Balancing Light Absorptivity and Carrier Conductivity of Graphene Quantum Dots for High-Efficiency Bulk Heterojunction Solar Cells

Abstract

Graphene quantum dots (GQDs) have been considered as a novel material because their electronic and optoelectronic properties can be tuned by controlling the size and the functional groups of GQDs. Here we report the synthesis of reduction-controlled GQDs and their application to bulk heterojunction (BHJ) solar cells with enhanced power conversion efficiency (PCE).

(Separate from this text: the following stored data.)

//! User-visible feedback channel.
//!
//! The core never prints to the terminal directly. The hosting shell hands
//! it a [`Feedback`] callback at construction time and every user-facing
//! one-liner goes through it. Structured records go to `tracing` instead.
//! Neither is ever invoked while a lock is held.

use std::sync::Arc;

/// Callback used by the core to surface one-line messages to the user.
#[derive(Clone)]
pub struct Feedback(Arc<dyn Fn(&str) + Send + Sync>);

impl Feedback {
    /// Wrap an arbitrary callback.
    pub fn new(f: impl Fn(&str) + Send + Sync + 'static) -> Self {
        Self(Arc::new(f))
    }

    /// Feedback that prints each message as a line on stdout.
    pub fn stdout() -> Self {
        Self::new(|msg| println!("{msg}"))
    }

    /// Emit a message to the user.
    pub fn emit(&self, msg: &str) {
        (self.0)(msg);
    }
}

impl std::fmt::Debug for Feedback {
    fn fmt(&self, f: &mut std::fmt::Formatter<'_>) -> std::fmt::Result {
        f.write_str("Feedback")
    }
}
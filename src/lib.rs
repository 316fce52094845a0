//! remcap - remote packet capture controller.
//!
//! Drives `tcpdump` on remote hosts over SSH, streams the raw pcap bytes
//! back, rotates them into local capture files and can fan the live stream
//! out to Wireshark windows spawned on demand.
//!
//! The flow per target: remote sniffer -> SSH stdout -> [`output::FanOut`]
//! -> file sink and any number of viewer sinks. [`capture::Registry`] holds
//! the active [`capture::Capturer`]s and reaps them as they stop or die.

pub mod capture;
pub mod commands;
pub mod config;
pub mod error;
pub mod feedback;
pub mod output;
pub mod remote;
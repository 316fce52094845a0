//! Target configuration loading and validation.
//!
//! The config file is a YAML document with a single top-level `targets`
//! list. Optional fields get defaults here so the rest of the crate only
//! ever sees fully resolved [`TargetSpec`] values.

use std::collections::HashSet;
use std::fs;
use std::path::{Path, PathBuf};

use serde::Deserialize;

use crate::error::ConfigError;

const DEFAULT_SSH_PORT: u16 = 22;
const DEFAULT_ROTATION_COUNT: u32 = 10;

/// One capture target as declared in the config file.
#[derive(Debug, Clone, Deserialize)]
#[serde(deny_unknown_fields)]
pub struct TargetSpec {
    /// Unique identifier; also the registry key for the running capturer.
    pub name: String,
    /// Hostname or IP address of the capture host.
    pub host: String,
    /// SSH port.
    #[serde(default = "default_port")]
    pub port: u16,
    /// SSH login.
    pub user: String,
    /// Path to the private key used for authentication.
    pub key: PathBuf,
    /// Directory receiving the rotated capture files.
    pub destination: PathBuf,
    /// Filename prefix; index and `.pcap` extension are appended.
    pub file_pattern: String,
    /// Number of rotated files kept in addition to the one being written.
    #[serde(default = "default_rotation_count")]
    pub file_rotation_count: u32,
    /// Run the remote sniffer under `sudo -n`.
    #[serde(default)]
    pub use_sudo: bool,
    /// Sudo target user. Defaults to root when unset.
    #[serde(default)]
    pub sudo_user: Option<String>,
    /// Restrict the capture to a single TCP/UDP port.
    #[serde(default)]
    pub filter_port: Option<u16>,
}

fn default_port() -> u16 {
    DEFAULT_SSH_PORT
}

fn default_rotation_count() -> u32 {
    DEFAULT_ROTATION_COUNT
}

/// The parsed configuration file.
#[derive(Debug, Clone, Deserialize)]
pub struct Config {
    pub targets: Vec<TargetSpec>,
}

impl Config {
    /// Read and validate the configuration at `path`.
    pub fn load(path: &Path) -> Result<Self, ConfigError> {
        let raw = fs::read_to_string(path).map_err(|source| ConfigError::Read {
            path: path.to_path_buf(),
            source,
        })?;

        let config: Config = serde_yaml::from_str(&raw).map_err(|source| ConfigError::Parse {
            path: path.to_path_buf(),
            source,
        })?;

        config.validate()?;
        Ok(config)
    }

    fn validate(&self) -> Result<(), ConfigError> {
        if self.targets.is_empty() {
            return Err(ConfigError::NoTargets);
        }

        let mut names = HashSet::new();
        for target in &self.targets {
            if !names.insert(target.name.as_str()) {
                return Err(ConfigError::DuplicateTarget(target.name.clone()));
            }

            // A u16 already caps the value at 65535; zero is the one
            // remaining out-of-range encoding.
            if target.filter_port == Some(0) {
                return Err(ConfigError::InvalidFilterPort {
                    name: target.name.clone(),
                });
            }
        }

        Ok(())
    }

    /// Names of all configured targets, in declaration order.
    pub fn target_names(&self) -> Vec<String> {
        self.targets.iter().map(|t| t.name.clone()).collect()
    }
}

/// Write a fully commented sample configuration to `path`.
///
/// Refuses to overwrite an existing file.
pub fn write_sample(path: &Path) -> Result<(), ConfigError> {
    if path.exists() {
        return Err(ConfigError::SampleExists(path.to_path_buf()));
    }

    fs::write(path, SAMPLE_CONFIG).map_err(ConfigError::SampleWrite)
}

const SAMPLE_CONFIG: &str = "\
# remcap target configuration.
#
# Every entry under `targets` describes one remote host to capture on.
# Mandatory fields: name, host, user, key, destination, file_pattern.
targets:
    # Unique identifier for this target; also used as the argument to the
    # wireshark command.
  - name: edge-router
    # Hostname or IP address of the capture host.
    host: 192.0.2.10
    # SSH port. Defaults to 22 when omitted.
    port: 22
    # SSH login.
    user: ops
    # Path to the private key used for authentication.
    key: /home/ops/.ssh/id_ed25519
    # Directory receiving the rotated capture files. Must differ between
    # targets unless the file patterns differ.
    destination: /var/tmp/remcap
    # Filename prefix for each capture file; an index and the .pcap
    # extension are appended.
    file_pattern: edge_
    # Number of rotated files kept in addition to the one currently being
    # written. Defaults to 10. 0 keeps only the active file.
    file_rotation_count: 10
    # Run the remote sniffer under sudo -n. Requires passwordless sudo.
    use_sudo: false
    # Sudo target user; defaults to root when omitted.
    # sudo_user: pcap
    # Restrict the capture to a single TCP/UDP port.
    # filter_port: 443
";

#[cfg(test)]
mod tests {
    use super::*;
    use tempfile::TempDir;

    fn write_config(dir: &TempDir, contents: &str) -> PathBuf {
        let path = dir.path().join("remcap.yml");
        fs::write(&path, contents).unwrap();
        path
    }

    const MINIMAL: &str = "\
targets:
  - name: alpha
    host: 10.0.0.1
    user: ops
    key: /tmp/key
    destination: /tmp/caps
    file_pattern: alpha_
";

    #[test]
    fn minimal_target_gets_defaults() {
        let dir = TempDir::new().unwrap();
        let path = write_config(&dir, MINIMAL);

        let config = Config::load(&path).unwrap();
        assert_eq!(config.targets.len(), 1);

        let target = &config.targets[0];
        assert_eq!(target.name, "alpha");
        assert_eq!(target.port, 22);
        assert_eq!(target.file_rotation_count, 10);
        assert!(!target.use_sudo);
        assert!(target.sudo_user.is_none());
        assert!(target.filter_port.is_none());
    }

    #[test]
    fn missing_mandatory_field_rejected() {
        let dir = TempDir::new().unwrap();
        let path = write_config(
            &dir,
            "targets:\n  - name: alpha\n    host: 10.0.0.1\n    user: ops\n",
        );

        assert!(matches!(
            Config::load(&path),
            Err(ConfigError::Parse { .. })
        ));
    }

    #[test]
    fn missing_file_rejected_with_hint() {
        let err = Config::load(Path::new("/nonexistent/remcap.yml")).unwrap_err();
        assert!(matches!(err, ConfigError::Read { .. }));
        assert!(err.to_string().contains("init"));
    }

    #[test]
    fn empty_targets_rejected() {
        let dir = TempDir::new().unwrap();
        let path = write_config(&dir, "targets: []\n");

        assert!(matches!(Config::load(&path), Err(ConfigError::NoTargets)));
    }

    #[test]
    fn duplicate_names_rejected() {
        let dir = TempDir::new().unwrap();
        let doubled = format!(
            "{}  - name: alpha\n    host: 10.0.0.2\n    user: ops\n    key: /tmp/key\n    destination: /tmp/caps2\n    file_pattern: alpha2_\n",
            MINIMAL
        );
        let path = write_config(&dir, &doubled);

        match Config::load(&path) {
            Err(ConfigError::DuplicateTarget(name)) => assert_eq!(name, "alpha"),
            other => panic!("expected duplicate target error, got {other:?}"),
        }
    }

    #[test]
    fn zero_filter_port_rejected() {
        let dir = TempDir::new().unwrap();
        let path = write_config(&dir, &format!("{}    filter_port: 0\n", MINIMAL));

        assert!(matches!(
            Config::load(&path),
            Err(ConfigError::InvalidFilterPort { .. })
        ));
    }

    #[test]
    fn sudo_and_filter_fields_parsed() {
        let dir = TempDir::new().unwrap();
        let path = write_config(
            &dir,
            &format!(
                "{}    use_sudo: true\n    sudo_user: pcap\n    filter_port: 443\n",
                MINIMAL
            ),
        );

        let config = Config::load(&path).unwrap();
        let target = &config.targets[0];
        assert!(target.use_sudo);
        assert_eq!(target.sudo_user.as_deref(), Some("pcap"));
        assert_eq!(target.filter_port, Some(443));
    }

    #[test]
    fn sample_round_trips_through_loader() {
        let dir = TempDir::new().unwrap();
        let path = dir.path().join("sample.yml");

        write_sample(&path).unwrap();
        let config = Config::load(&path).unwrap();
        assert_eq!(config.target_names(), vec!["edge-router"]);
    }

    #[test]
    fn sample_refuses_to_overwrite() {
        let dir = TempDir::new().unwrap();
        let path = dir.path().join("sample.yml");
        fs::write(&path, "keep me").unwrap();

        assert!(matches!(
            write_sample(&path),
            Err(ConfigError::SampleExists(_))
        ));
        assert_eq!(fs::read_to_string(&path).unwrap(), "keep me");
    }

    #[test]
    fn target_names_in_declaration_order() {
        let dir = TempDir::new().unwrap();
        let two = format!(
            "{}  - name: beta\n    host: 10.0.0.2\n    user: ops\n    key: /tmp/key\n    destination: /tmp/caps2\n    file_pattern: beta_\n",
            MINIMAL
        );
        let path = write_config(&dir, &two);

        let config = Config::load(&path).unwrap();
        assert_eq!(config.target_names(), vec!["alpha", "beta"]);
    }
}
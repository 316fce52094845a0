//! Error types for the capture controller.
//!
//! Construction failures bubble up synchronously as one of the enums below.
//! Runtime read/write failures are absorbed at the nearest boundary and
//! surface only as a log line or a lifecycle event.

use std::io;
use std::path::PathBuf;
use std::process::ExitStatus;
use std::time::Duration;

use thiserror::Error;

/// Configuration loading and validation failures.
#[derive(Error, Debug)]
pub enum ConfigError {
    #[error("error reading {path}: {source}. Run the init subcommand to generate a sample config or provide a path to an existing one with -c")]
    Read {
        path: PathBuf,
        #[source]
        source: io::Error,
    },

    #[error("error parsing {path}: {source}")]
    Parse {
        path: PathBuf,
        #[source]
        source: serde_yaml::Error,
    },

    #[error("no targets defined in config")]
    NoTargets,

    #[error("target {0} is defined more than once")]
    DuplicateTarget(String),

    #[error("invalid filter_port for target <{name}>: expected a value between 1 and 65535")]
    InvalidFilterPort { name: String },

    #[error("{0} already exists. Will not overwrite existing config")]
    SampleExists(PathBuf),

    #[error("error writing sample configuration: {0}")]
    SampleWrite(#[source] io::Error),
}

/// Failure to bring a capture session up.
#[derive(Error, Debug)]
pub enum StartError {
    #[error("can't open SSH session to {host}: {source}")]
    Session {
        host: String,
        #[source]
        source: io::Error,
    },

    #[error("remote command streams unavailable")]
    Streams,

    #[error("capturer has already been started")]
    AlreadyStarted,

    #[error(transparent)]
    Sink(#[from] SinkError),
}

/// Failure while tearing a capture session down.
///
/// A `StopError` never prevents the capturer from reaching its terminal
/// state; it only reports that the remote sniffer may have been left behind.
#[derive(Error, Debug)]
pub enum StopError {
    #[error("remote kill of pid {pid} failed: {reason}")]
    Kill { pid: i32, reason: String },

    #[error("remote pid unknown; can't signal the elevated sniffer")]
    PidUnknown,
}

/// Failure to construct or attach an output sink.
#[derive(Error, Debug)]
pub enum SinkError {
    #[error("can't spawn viewer process `{program}`: {source}")]
    Spawn {
        program: String,
        #[source]
        source: io::Error,
    },

    #[error("viewer stdin unavailable")]
    Stdin,

    #[error("can't create capture file {path}: {source}")]
    File {
        path: PathBuf,
        #[source]
        source: io::Error,
    },

    #[error("output fan-out is closed")]
    Closed,
}

/// Failure of a one-shot remote command.
#[derive(Error, Debug)]
pub enum ExecError {
    #[error("can't spawn ssh: {0}")]
    Spawn(#[source] io::Error),

    #[error("remote command timed out after {0:?}")]
    Timeout(Duration),

    #[error("remote command failed ({status}): {stderr}")]
    Failed { status: ExitStatus, stderr: String },
}

/// Registry bookkeeping failures.
#[derive(Error, Debug)]
pub enum RegistryError {
    #[error("capturer [{0}] already exists")]
    Duplicate(String),
}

Three different types of GQDs--graphene oxide quantum dots (GOQDs), 5 h reduced GQDs, and 10 h reduced GQDs--were tested in BHJ solar cells, and the results indicate that GQDs play an important role in increasing optical absorptivity and charge carrier extraction of the BHJ solar cells. The enhanced optical absorptivity by rich functional groups in GOQDs increases short-circuit current, while the improved conductivity of reduced GQDs leads to the increase of fill factors. Thus, the reduction level of GQDs needs to be intermediate to balance the absorptivity and conductivity. Indeed, the partially reduced GQDs yielded the outstandingly improved PCE of 7.60% in BHJ devices compared to a reference device without GQDs (6.70%).